TASK DIRECTIONS — Gather each line of the entries below that includes "transport".

━━━━━ INPUT RECORDS ━━━━━

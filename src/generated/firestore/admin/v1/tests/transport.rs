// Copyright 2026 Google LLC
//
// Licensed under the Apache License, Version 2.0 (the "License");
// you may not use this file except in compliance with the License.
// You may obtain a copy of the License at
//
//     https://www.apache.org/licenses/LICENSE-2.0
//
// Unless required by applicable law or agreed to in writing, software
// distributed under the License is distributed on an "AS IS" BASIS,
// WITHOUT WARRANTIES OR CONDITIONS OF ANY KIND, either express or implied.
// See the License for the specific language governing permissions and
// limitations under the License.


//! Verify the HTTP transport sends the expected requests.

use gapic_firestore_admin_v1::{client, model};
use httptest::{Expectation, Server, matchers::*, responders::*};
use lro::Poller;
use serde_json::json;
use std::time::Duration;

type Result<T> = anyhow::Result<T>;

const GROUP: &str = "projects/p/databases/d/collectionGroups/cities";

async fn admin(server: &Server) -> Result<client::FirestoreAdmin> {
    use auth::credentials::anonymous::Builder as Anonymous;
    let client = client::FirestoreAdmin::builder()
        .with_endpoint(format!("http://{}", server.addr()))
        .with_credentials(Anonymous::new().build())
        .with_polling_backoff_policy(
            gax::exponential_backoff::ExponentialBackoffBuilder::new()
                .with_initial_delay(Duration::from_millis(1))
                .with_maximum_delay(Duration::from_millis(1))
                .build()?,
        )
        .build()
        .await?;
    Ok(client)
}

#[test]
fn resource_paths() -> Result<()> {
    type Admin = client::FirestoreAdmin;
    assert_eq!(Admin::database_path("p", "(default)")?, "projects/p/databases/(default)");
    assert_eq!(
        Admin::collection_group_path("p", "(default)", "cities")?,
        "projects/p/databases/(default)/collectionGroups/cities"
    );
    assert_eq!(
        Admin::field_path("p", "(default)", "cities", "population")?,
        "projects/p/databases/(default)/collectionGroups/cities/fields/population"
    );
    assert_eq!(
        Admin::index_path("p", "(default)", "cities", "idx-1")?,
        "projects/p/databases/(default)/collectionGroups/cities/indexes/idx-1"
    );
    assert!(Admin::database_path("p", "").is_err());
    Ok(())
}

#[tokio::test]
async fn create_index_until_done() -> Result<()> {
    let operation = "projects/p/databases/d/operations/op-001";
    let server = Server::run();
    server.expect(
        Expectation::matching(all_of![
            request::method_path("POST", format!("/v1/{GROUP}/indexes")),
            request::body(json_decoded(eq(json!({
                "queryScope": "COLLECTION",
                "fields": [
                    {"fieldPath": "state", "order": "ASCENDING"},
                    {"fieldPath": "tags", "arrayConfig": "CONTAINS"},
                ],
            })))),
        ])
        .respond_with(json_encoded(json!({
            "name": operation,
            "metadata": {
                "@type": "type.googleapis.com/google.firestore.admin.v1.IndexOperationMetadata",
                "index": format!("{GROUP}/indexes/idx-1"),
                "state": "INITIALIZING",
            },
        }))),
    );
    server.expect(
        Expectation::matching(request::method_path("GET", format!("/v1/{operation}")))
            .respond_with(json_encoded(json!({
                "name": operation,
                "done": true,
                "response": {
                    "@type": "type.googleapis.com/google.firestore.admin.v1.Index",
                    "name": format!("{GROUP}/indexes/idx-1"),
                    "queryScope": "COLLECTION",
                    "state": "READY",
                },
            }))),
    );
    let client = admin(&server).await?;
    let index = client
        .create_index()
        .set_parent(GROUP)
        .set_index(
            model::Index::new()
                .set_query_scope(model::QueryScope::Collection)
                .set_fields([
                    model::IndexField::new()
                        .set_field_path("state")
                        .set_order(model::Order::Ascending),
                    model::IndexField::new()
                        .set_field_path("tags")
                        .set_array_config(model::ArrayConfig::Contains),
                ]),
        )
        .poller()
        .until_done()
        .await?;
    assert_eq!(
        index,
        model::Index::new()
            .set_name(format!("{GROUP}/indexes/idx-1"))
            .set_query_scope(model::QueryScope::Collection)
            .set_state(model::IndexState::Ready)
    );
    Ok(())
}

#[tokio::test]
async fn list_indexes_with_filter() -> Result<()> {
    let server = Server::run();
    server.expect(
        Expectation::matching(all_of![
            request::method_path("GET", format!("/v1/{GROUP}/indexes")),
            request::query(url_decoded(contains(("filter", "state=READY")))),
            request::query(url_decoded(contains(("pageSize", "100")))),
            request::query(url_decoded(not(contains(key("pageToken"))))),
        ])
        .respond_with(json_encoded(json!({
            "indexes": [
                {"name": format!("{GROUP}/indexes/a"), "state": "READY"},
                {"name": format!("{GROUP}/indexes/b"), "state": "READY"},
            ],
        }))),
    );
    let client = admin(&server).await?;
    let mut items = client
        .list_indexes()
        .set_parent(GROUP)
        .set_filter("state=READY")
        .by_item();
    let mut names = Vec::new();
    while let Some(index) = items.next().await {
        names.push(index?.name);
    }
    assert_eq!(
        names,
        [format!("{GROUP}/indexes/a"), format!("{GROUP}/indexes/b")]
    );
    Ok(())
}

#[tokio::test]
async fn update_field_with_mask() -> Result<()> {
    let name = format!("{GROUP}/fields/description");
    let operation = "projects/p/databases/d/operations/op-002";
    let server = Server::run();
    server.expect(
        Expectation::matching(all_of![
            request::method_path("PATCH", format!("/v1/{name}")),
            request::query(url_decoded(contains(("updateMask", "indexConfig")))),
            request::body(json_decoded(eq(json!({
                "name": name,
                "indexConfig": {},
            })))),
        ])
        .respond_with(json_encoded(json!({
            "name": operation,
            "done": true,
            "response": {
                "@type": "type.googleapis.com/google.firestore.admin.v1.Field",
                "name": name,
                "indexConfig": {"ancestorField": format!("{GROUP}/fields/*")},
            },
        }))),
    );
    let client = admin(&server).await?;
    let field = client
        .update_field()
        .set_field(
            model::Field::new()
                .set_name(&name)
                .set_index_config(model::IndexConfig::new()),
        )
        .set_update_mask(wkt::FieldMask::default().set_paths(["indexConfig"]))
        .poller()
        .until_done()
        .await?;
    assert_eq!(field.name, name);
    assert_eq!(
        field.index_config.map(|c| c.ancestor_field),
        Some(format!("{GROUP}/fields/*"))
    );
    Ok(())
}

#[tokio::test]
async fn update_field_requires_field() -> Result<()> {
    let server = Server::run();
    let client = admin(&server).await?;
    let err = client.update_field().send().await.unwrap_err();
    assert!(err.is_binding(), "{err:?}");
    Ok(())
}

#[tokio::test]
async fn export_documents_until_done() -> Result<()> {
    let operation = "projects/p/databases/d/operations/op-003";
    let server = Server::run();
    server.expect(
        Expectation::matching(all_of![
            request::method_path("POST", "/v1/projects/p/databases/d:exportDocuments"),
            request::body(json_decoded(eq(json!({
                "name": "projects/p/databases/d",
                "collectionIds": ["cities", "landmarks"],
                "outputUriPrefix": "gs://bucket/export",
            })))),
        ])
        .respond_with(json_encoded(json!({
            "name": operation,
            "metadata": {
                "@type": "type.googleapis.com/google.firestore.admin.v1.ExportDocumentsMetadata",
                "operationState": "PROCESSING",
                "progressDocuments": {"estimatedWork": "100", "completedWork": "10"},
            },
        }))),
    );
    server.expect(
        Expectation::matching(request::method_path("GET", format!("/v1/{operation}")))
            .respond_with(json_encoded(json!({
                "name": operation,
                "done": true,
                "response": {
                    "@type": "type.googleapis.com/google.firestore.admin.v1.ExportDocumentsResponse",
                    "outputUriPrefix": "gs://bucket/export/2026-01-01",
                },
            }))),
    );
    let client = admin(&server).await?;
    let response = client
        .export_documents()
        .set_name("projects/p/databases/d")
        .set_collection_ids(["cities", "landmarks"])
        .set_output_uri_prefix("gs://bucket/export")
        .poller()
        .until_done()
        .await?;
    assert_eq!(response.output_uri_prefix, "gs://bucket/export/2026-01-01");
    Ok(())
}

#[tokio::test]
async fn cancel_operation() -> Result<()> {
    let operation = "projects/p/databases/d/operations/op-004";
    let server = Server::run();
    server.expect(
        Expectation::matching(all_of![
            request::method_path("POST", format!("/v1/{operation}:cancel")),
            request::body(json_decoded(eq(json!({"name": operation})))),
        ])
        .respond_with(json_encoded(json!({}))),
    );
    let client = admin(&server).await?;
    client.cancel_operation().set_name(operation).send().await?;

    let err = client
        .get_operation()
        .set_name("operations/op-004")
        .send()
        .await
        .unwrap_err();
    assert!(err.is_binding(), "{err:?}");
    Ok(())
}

━━━━━

REPLY TO THE TASK —
filename src/generated/firestore/admin/v1/tests/transport.rs
//! Verify the HTTP transport sends the expected requests.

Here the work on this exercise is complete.